Regulation of the immune response is necessary in order to prevent excessive inflammation and maintain tolerance to self-antigens in the periphery. Despite over 40 years of recognition that B cells with suppressive capacities exist, very little is known about these enigmatic regulatory cells.
Pre-clinical animal studies have proven that regulatory B cells are needed to prevent the development of severe autoimmunity and may even facilitate tumour escape from immunological destruction. We have discovered that exposure to solar ultraviolet (UV) radiation activates a unique subset of autoimmune-protecting regulatory B cells in C57BL/6 mice. These experiments led us to hypothesise that depleting B cells with a monoclonal antibody would be beneficial in the treatment of UV-induced keratinocyte cancers. To test this hypothesis, mice were exposed to a cancer-causing regimen of solar-simulated UV radiation. Once all mice had developed suspected skin tumours (30 weeks post commencement of UV) mice were treated with a mouse-anti-mouse CD20 B cell depleting antibody. Mice depleted of B cells were significantly protected from developing new skin tumours. Indeed, in the absence of B cells, existing skin tumours grew more slowly and overall survival was improved.

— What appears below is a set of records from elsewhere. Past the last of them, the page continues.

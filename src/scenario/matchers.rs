use super::{Matcher, ScenarioRequest};
use anyhow::Context;
use regex::Regex;
use std::collections::BTreeMap;

/// 모든 요청과 일치하는 매처이다.
#[derive(Debug, Default, Clone, Copy)]
pub struct AnyRequest;

impl Matcher for AnyRequest {
    fn matches(&self, _request: &ScenarioRequest) -> bool {
        true
    }
}

/// 헤더 값과 페이로드 정규식으로 요청을 판정한다.
#[derive(Debug, Clone, Default)]
pub struct HeaderMatcher {
    /// 모두 같아야 하는 헤더 값이다.
    headers: BTreeMap<String, String>,
    /// 페이로드 안에서 찾아야 하는 패턴이다.
    payload: Option<Regex>,
}

impl HeaderMatcher {
    /// 비어 있는 매처를 생성한다. 조건이 없으면 모든 요청과 일치한다.
    pub fn new() -> Self {
        Self::default()
    }

    /// 헤더 조건을 추가한다.
    pub fn header(mut self, key: impl Into<String>, value: impl Into<String>) -> Self {
        self.headers.insert(key.into(), value.into());
        self
    }

    /// 페이로드 정규식 조건을 설정한다.
    pub fn payload_pattern(mut self, pattern: &str) -> anyhow::Result<Self> {
        let regex =
            Regex::new(pattern).with_context(|| format!("페이로드 패턴 파싱 실패: {pattern}"))?;
        self.payload = Some(regex);
        Ok(self)
    }
}

impl Matcher for HeaderMatcher {
    fn matches(&self, request: &ScenarioRequest) -> bool {
        let headers_ok = self
            .headers
            .iter()
            .all(|(key, expected)| request.header(key) == Some(expected.as_str()));
        headers_ok
            && self
                .payload
                .as_ref()
                .is_none_or(|regex| regex.is_match(request.payload()))
    }
}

Thus, B cells are not only a promising target for enhancing the autoimmune-protective effects of sunlight but also for the treatment of aggressive UV-induced keratinocyte cancers.
The advent of B cell-targeting immunotherapies has confirmed that regulatory B cells are also important for our health and may contribute to disease in humans. Future studies therefore aim to harness the power of regulatory B cells by uncovering how they are activated and their mechanism of action.